Pathophysiology
- Narrowing of the spinal canal secondary to degenerative changes in the lower back including bulging of discs, thickening of ligaments
- Narrowing results in compression of the spinal nerves or spinal cord (myelopathy), and of the blood vessels supplying to the nerves
Clinical Features
- Bilateral back, buttock/thigh/leg pain, with associated numbness, tingling, weakness
- Symptoms are exacerbated when walking/ exertion, or prolonged standing - claudication.
- Symptoms are exacerbated by back extension, and relieved by flexion which increases the canal space - trolley cart sign.

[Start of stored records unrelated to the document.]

use super::{ExprRef, Key, Plan};
use livedb_store::{BaseCollection, CollectionHandle};
use std::fmt::{self, Display};

/// A handle to a built query (its outermost body).
#[derive(Clone, Copy, Debug, PartialEq)]
pub struct Query {
    pub body: Key<QueryBody>,
}

/// A base collection registered with the plan.
pub struct CollectionRef {
    pub name: String,
    pub handle: CollectionHandle,
}

#[derive(Clone, Copy, Debug, PartialEq, Eq, Hash, Default)]
pub enum JoinKind {
    #[default]
    Inner,
    Left,
    Right,
    Full,
}

impl JoinKind {
    /// Unmatched rows of the already bound sources are kept (null extended).
    pub fn keeps_left(self) -> bool {
        matches!(self, JoinKind::Left | JoinKind::Full)
    }

    /// Unmatched rows of the joined source are kept (null extended).
    pub fn keeps_right(self) -> bool {
        matches!(self, JoinKind::Right | JoinKind::Full)
    }
}

impl Display for JoinKind {
    fn fmt(&self, f: &mut fmt::Formatter<'_>) -> fmt::Result {
        f.write_str(match self {
            JoinKind::Inner => "inner",
            JoinKind::Left => "left",
            JoinKind::Right => "right",
            JoinKind::Full => "full",
        })
    }
}

#[derive(Clone, Copy, Debug)]
pub enum SourceKind {
    Collection(Key<CollectionRef>),
    Query(Key<QueryBody>),
}

/// A source bound to an alias within a query body.
/// - The first source of a body has no join kind.
pub struct Source {
    pub alias: String,
    pub kind: SourceKind,
    pub join: Option<JoinKind>,
}

#[derive(Clone, Copy, Debug, PartialEq, Eq, Default)]
pub enum Direction {
    #[default]
    Asc,
    Desc,
}

#[derive(Clone, Copy, Debug)]
pub struct OrderTerm {
    pub expr: ExprRef,
    pub direction: Direction,
}

#[derive(Clone, Debug)]
pub enum SelectField {
    Named { name: String, expr: ExprRef },
    /// Every field of a record valued expression (e.g. a whole source row).
    Spread(ExprRef),
}

#[derive(Clone, Debug)]
pub enum Selection {
    Fields(Vec<SelectField>),
    /// A bare value: a record becomes the output row, anything else is output
    /// as the field `value`.
    Value(ExprRef),
}

/// A single `select` with its sources, conditions and result options.
/// - INV: `join_conditions` only contains aliases of joined (not the first)
///   sources of the body.
#[derive(Default)]
pub struct QueryBody {
    pub sources: Vec<Key<Source>>,
    pub join_conditions: Vec<(String, ExprRef)>,
    pub filter: Option<ExprRef>,
    pub selection: Option<Selection>,
    pub group_by: Option<Vec<ExprRef>>,
    pub having: Option<ExprRef>,
    pub order_by: Option<Vec<OrderTerm>>,
    pub limit: Option<usize>,
    pub offset: Option<usize>,
    pub distinct: bool,
    /// Aliases selected as a whole (spread) into the output.
    pub spread_aliases: Vec<String>,
}

impl QueryBody {
    pub fn join_condition(&self, alias: &str) -> Option<ExprRef> {
        self.join_conditions
            .iter()
            .find(|(a, _)| a == alias)
            .map(|(_, e)| *e)
    }

    pub fn selection_exprs(&self) -> Vec<ExprRef> {
        match &self.selection {
            Some(Selection::Fields(fields)) => fields
                .iter()
                .map(|f| match f {
                    SelectField::Named { expr, .. } | SelectField::Spread(expr) => *expr,
                })
                .collect(),
            Some(Selection::Value(expr)) => vec![*expr],
            None => Vec::new(),
        }
    }

    /// All expressions directly owned by the body (not those of its sources).
    pub fn expressions(&self) -> Vec<ExprRef> {
        let mut exprs = self.selection_exprs();
        exprs.extend(self.join_conditions.iter().map(|(_, e)| *e));
        exprs.extend(self.filter);
        exprs.extend(self.group_by.iter().flatten().copied());
        exprs.extend(self.having);
        exprs.extend(self.order_by.iter().flatten().map(|o| o.expr));
        exprs
    }

    /// Needs grouping: explicitly grouped, or aggregates in the projection or
    /// `having` (an implicit single global group).
    pub fn is_grouped(&self, plan: &Plan) -> bool {
        self.group_by.is_some()
            || self
                .selection_exprs()
                .into_iter()
                .chain(self.having)
                .any(|e| plan.contains_aggregate(e))
    }

    pub fn is_windowed(&self) -> bool {
        self.distinct || self.order_by.is_some() || self.limit.is_some() || self.offset.is_some()
    }
}

impl Plan {
    /// Register a base collection that queries can read from.
    pub fn collection(&mut self, collection: impl BaseCollection + 'static) -> Key<CollectionRef> {
        self.register(std::rc::Rc::new(collection))
    }

    pub fn register(&mut self, handle: CollectionHandle) -> Key<CollectionRef> {
        self.collections.insert(CollectionRef {
            name: handle.name().to_owned(),
            handle,
        })
    }

    /// Find a source bound in `body` by its alias.
    pub fn source_by_alias(&self, body: Key<QueryBody>, alias: &str) -> Option<Key<Source>> {
        self.get_body(body)
            .sources
            .iter()
            .copied()
            .find(|s| self.get_source(*s).alias == alias)
    }
}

- Symptoms are relieved by rest, or sitting down/leaning forwards
Investigations
- 1st line: MRI

Management
Management should be individualised based on symptom severity, patient comorbidities, and response to conservative therapies.

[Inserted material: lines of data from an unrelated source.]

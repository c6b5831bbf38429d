use thiserror::Error;

/// The clause of a query body an expression was placed in.
#[derive(Clone, Copy, Debug, PartialEq, Eq)]
pub enum Clause {
    Select,
    Where,
    Join,
    GroupBy,
    Having,
    OrderBy,
}

impl std::fmt::Display for Clause {
    fn fmt(&self, f: &mut std::fmt::Formatter<'_>) -> std::fmt::Result {
        f.write_str(match self {
            Clause::Select => "select",
            Clause::Where => "where",
            Clause::Join => "join condition",
            Clause::GroupBy => "groupBy",
            Clause::Having => "having",
            Clause::OrderBy => "orderBy",
        })
    }
}

/// Errors from building and compiling a query. All are reported before any
/// live subscription is made.
#[derive(Debug, Error, Clone, PartialEq)]
#[non_exhaustive]
pub enum BuildError {
    #[error("aggregate {aggregate} is not allowed in {clause}")]
    InvalidAggregatePlacement { aggregate: String, clause: Clause },

    #[error("aggregate {aggregate} is nested inside another aggregate")]
    NestedAggregate { aggregate: String },

    #[error("reference to {path} does not resolve to any source in scope")]
    UnresolvedAlias { path: String },

    /// Join conditions are evaluated as their source is joined, before
    /// later sources are bound.
    #[error("join condition of {alias} refers to {later}, which is joined after it")]
    JoinReferencesLaterAlias { alias: String, later: String },

    #[error("query refers to itself through {0}")]
    CyclicQueryDefinition(String),

    #[error("alias {0} is bound twice in the same query")]
    DuplicateAlias(String),

    #[error("alias {0} is not bound in this query")]
    UnknownAlias(String),

    #[error("having used without groupBy")]
    HavingWithoutGroupBy,

    #[error("query has no select")]
    MissingSelection,

    #[error("select used twice in the same query")]
    SelectionRedefined,

    #[error("from used twice in the same query")]
    FromRedefined,

    #[error("join used before from")]
    JoinWithoutFrom,

    #[error("unknown function {0}")]
    UnknownFunction(String),

    #[error("{func} takes {expected} arguments, but was given {found}")]
    InvalidArity {
        func: &'static str,
        expected: String,
        found: usize,
    },
}
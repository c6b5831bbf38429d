use livedb_core::BuildError;
use livedb_ops::EvalError;
use thiserror::Error;

#[derive(Debug, Error, Clone, PartialEq)]
#[non_exhaustive]
pub enum LiveError {
    /// The query could not be compiled.
    #[error("invalid query: {0}")]
    Build(#[from] BuildError),

    /// Processing a change batch failed, the live query stops processing
    /// further batches.
    #[error("live query {id} failed: {source}")]
    Eval {
        id: String,
        #[source]
        source: EvalError,
    },

    #[error("live query {0} has been disposed")]
    Disposed(String),
}

impl LiveError {
    pub(crate) fn eval(id: &str, source: EvalError) -> Self {
        LiveError::Eval {
            id: id.to_owned(),
            source,
        }
    }
}
//! # Joins
//! Binds the sources of a body in order, producing every tuple of source rows
//! that satisfies the join conditions and the `where` filter.
//!
//! Each tuple is keyed by the keys of its source rows (a null-extended side
//! contributes `null`), and binds each source's row as a record (a
//! null-extended side is bound to [`Scalar::Undefined`]).
//!
//! A query source that references the aliases of the sources before it (a
//! lateral source) is re-evaluated for every partial tuple.

use crate::{
    errors::EvalError,
    eval::{Env, Evaluator, Frame, Rows},
};
use livedb_core::{
    analysis::correlation::is_correlated,
    plan::{ExprRef, JoinKind, Key, Plan, QueryBody, Source, SourceKind},
};
use livedb_store::{RowKey, Scalar};
use std::{borrow::Cow, collections::BTreeSet};

pub type Tuple = (RowKey, Env);

struct JoinStep {
    source: Key<Source>,
    join: Option<JoinKind>,
    condition: Option<ExprRef>,
    lateral: bool,
}

pub struct JoinOrder {
    body: Key<QueryBody>,
    steps: Vec<JoinStep>,
    filter: Option<ExprRef>,
}

struct Partial {
    keys: Vec<Option<RowKey>>,
    env: Env,
}

impl JoinOrder {
    pub fn new(lp: &Plan, body: Key<QueryBody>) -> Self {
        let b = lp.get_body(body);
        let steps = b
            .sources
            .iter()
            .map(|s| {
                let src = lp.get_source(*s);
                JoinStep {
                    source: *s,
                    join: src.join,
                    condition: b.join_condition(&src.alias),
                    lateral: matches!(src.kind, SourceKind::Query(sub) if is_correlated(lp, sub)),
                }
            })
            .collect();
        Self {
            body,
            steps,
            filter: b.filter,
        }
    }

    pub fn sources(&self) -> impl Iterator<Item = Key<Source>> + '_ {
        self.steps.iter().map(|s| s.source)
    }

    pub fn len(&self) -> usize {
        self.steps.len()
    }

    pub fn is_empty(&self) -> bool {
        self.steps.is_empty()
    }

    /// All tuples of the body. If `fixed` is provided, the source at that
    /// position only binds the given rows (used to derive the tuples touching
    /// changed rows).
    pub fn enumerate(
        &self,
        ev: &Evaluator<'_>,
        outer: Option<&Frame<'_>>,
        fixed: Option<(usize, &Rows)>,
    ) -> Result<Vec<Tuple>, EvalError> {
        let mut partials = vec![Partial {
            keys: Vec::new(),
            env: Vec::new(),
        }];

        for (pos, step) in self.steps.iter().enumerate() {
            let shared = match fixed {
                Some((p, rows)) if p == pos => Some(Cow::Borrowed(rows)),
                _ if step.lateral => None,
                _ => Some(ev.inputs.rows(step.source, outer)?),
            };
            let mut matched_right = BTreeSet::new();
            let mut next = Vec::new();

            for partial in partials {
                let rows = match &shared {
                    Some(rows) => Cow::Borrowed(rows.as_ref()),
                    None => {
                        let frame = Frame::new(self.body, &partial.env, outer);
                        ev.inputs.rows(step.source, Some(&frame))?
                    }
                };
                let mut matched = false;
                for (key, row) in rows.iter() {
                    let mut env = partial.env.clone();
                    env.push(Scalar::Record(row.clone()));
                    if let Some(cond) = step.condition {
                        if !ev.truthy(cond, &Frame::new(self.body, &env, outer))? {
                            continue;
                        }
                    }
                    matched = true;
                    if step.join.is_some_and(JoinKind::keeps_right) {
                        matched_right.insert(key.clone());
                    }
                    let mut keys = partial.keys.clone();
                    keys.push(Some(key.clone()));
                    next.push(Partial { keys, env });
                }
                if !matched && step.join.is_some_and(JoinKind::keeps_left) {
                    let mut keys = partial.keys;
                    keys.push(None);
                    let mut env = partial.env;
                    env.push(Scalar::Undefined);
                    next.push(Partial { keys, env });
                }
            }

            if let (Some(rows), true) = (&shared, step.join.is_some_and(JoinKind::keeps_right)) {
                for (key, row) in rows.iter().filter(|(k, _)| !matched_right.contains(*k)) {
                    let mut keys = vec![None; pos];
                    keys.push(Some(key.clone()));
                    let mut env = vec![Scalar::Undefined; pos];
                    env.push(Scalar::Record(row.clone()));
                    next.push(Partial { keys, env });
                }
            }
            partials = next;
        }

        let mut tuples = Vec::with_capacity(partials.len());
        for Partial { keys, env } in partials {
            if let Some(filter) = self.filter {
                if !ev.truthy(filter, &Frame::new(self.body, &env, outer))? {
                    continue;
                }
            }
            tuples.push((RowKey::composite(keys), env));
        }
        Ok(tuples)
    }
}

#[cfg(test)]
mod tests {
    use super::*;
    use crate::eval::{FieldPolicy, Inputs};
    use livedb_core::{fields, plan::Key, JoinKind};
    use livedb_store::{row, MemCollection, Row};
    use rustc_hash::FxHashMap;

    struct Fixed(FxHashMap<String, Rows>, Plan);

    impl Inputs for Fixed {
        fn rows<'s>(&'s self, source: Key<Source>, _: Option<&Frame<'_>>) -> Result<Cow<'s, Rows>, EvalError> {
            let name = match self.1.get_source(source).kind {
                SourceKind::Collection(c) => &self.1.get_collection(c).name,
                SourceKind::Query(_) => unreachable!(),
            };
            Ok(Cow::Borrowed(&self.0[name]))
        }

        fn subquery(&self, _: Key<QueryBody>, _: &Frame<'_>) -> Result<Vec<Row>, EvalError> {
            Ok(Vec::new())
        }
    }

    fn rows(entries: impl IntoIterator<Item = (&'static str, Row)>) -> Rows {
        entries.into_iter().map(|(k, r)| (RowKey::from(k), r)).collect()
    }

    fn joined(kind: JoinKind) -> Vec<Tuple> {
        let mut lp = Plan::new();
        let people = lp.collection(MemCollection::new("Person"));
        let ages = lp.collection(MemCollection::new("PersonAge"));
        let query = lp
            .query(|q| {
                let p = q.from(people);
                q.join_with(ages, kind, |q, a| q.eq(a.get("person"), p.get("id")));
                q.select(fields! { id: p.get("id") });
            })
            .unwrap();
        let order = JoinOrder::new(&lp, query.body);
        let mut data = FxHashMap::default();
        data.insert(
            "Person".to_owned(),
            rows([("1", row! { "id" => "1" }), ("2", row! { "id" => "2" })]),
        );
        data.insert(
            "PersonAge".to_owned(),
            rows([
                ("a", row! { "person" => "1", "age" => 30 }),
                ("b", row! { "person" => "3", "age" => 50 }),
            ]),
        );
        let inputs = Fixed(data, lp);
        let ev = Evaluator::new(&inputs.1, &inputs, FieldPolicy::Undefined);
        order.enumerate(&ev, None, None).unwrap()
    }

    fn keys(tuples: &[Tuple]) -> Vec<Vec<Scalar>> {
        tuples.iter().map(|(k, _)| k.parts().to_vec()).collect()
    }

    #[test]
    fn inner_join_keeps_matches() {
        let tuples = joined(JoinKind::Inner);
        assert_eq!(keys(&tuples), vec![vec![Scalar::from("1"), Scalar::from("a")]]);
    }

    #[test]
    fn outer_joins_null_extend() {
        let left = joined(JoinKind::Left);
        assert_eq!(
            keys(&left),
            vec![
                vec![Scalar::from("1"), Scalar::from("a")],
                vec![Scalar::from("2"), Scalar::Null],
            ]
        );
        assert_eq!(left[1].1[1], Scalar::Undefined);

        let right = joined(JoinKind::Right);
        assert_eq!(
            keys(&right),
            vec![
                vec![Scalar::from("1"), Scalar::from("a")],
                vec![Scalar::Null, Scalar::from("b")],
            ]
        );

        assert_eq!(joined(JoinKind::Full).len(), 3);
    }
}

- Conservative Treatments:
- Physical therapy: Strengthening and flexibility exercises to relieve pressure on the spine.
- Pain relief: Nonsteroidal anti-inflammatory drugs (NSAIDs), paracetamol etc.
- Epidural steroid injections: To reduce inflammation and pain.
- Surgical Treatments:
- Decompression surgery: Laminectomy or laminotomy to relieve pressure on spinal nerves.
- Spinal fusion: In cases of instability or spondylolisthesis, fusion may be performed to stabilise the spine.
- Minimally invasive procedures: Options like interspinous process devices to open up the spinal canal may be considered.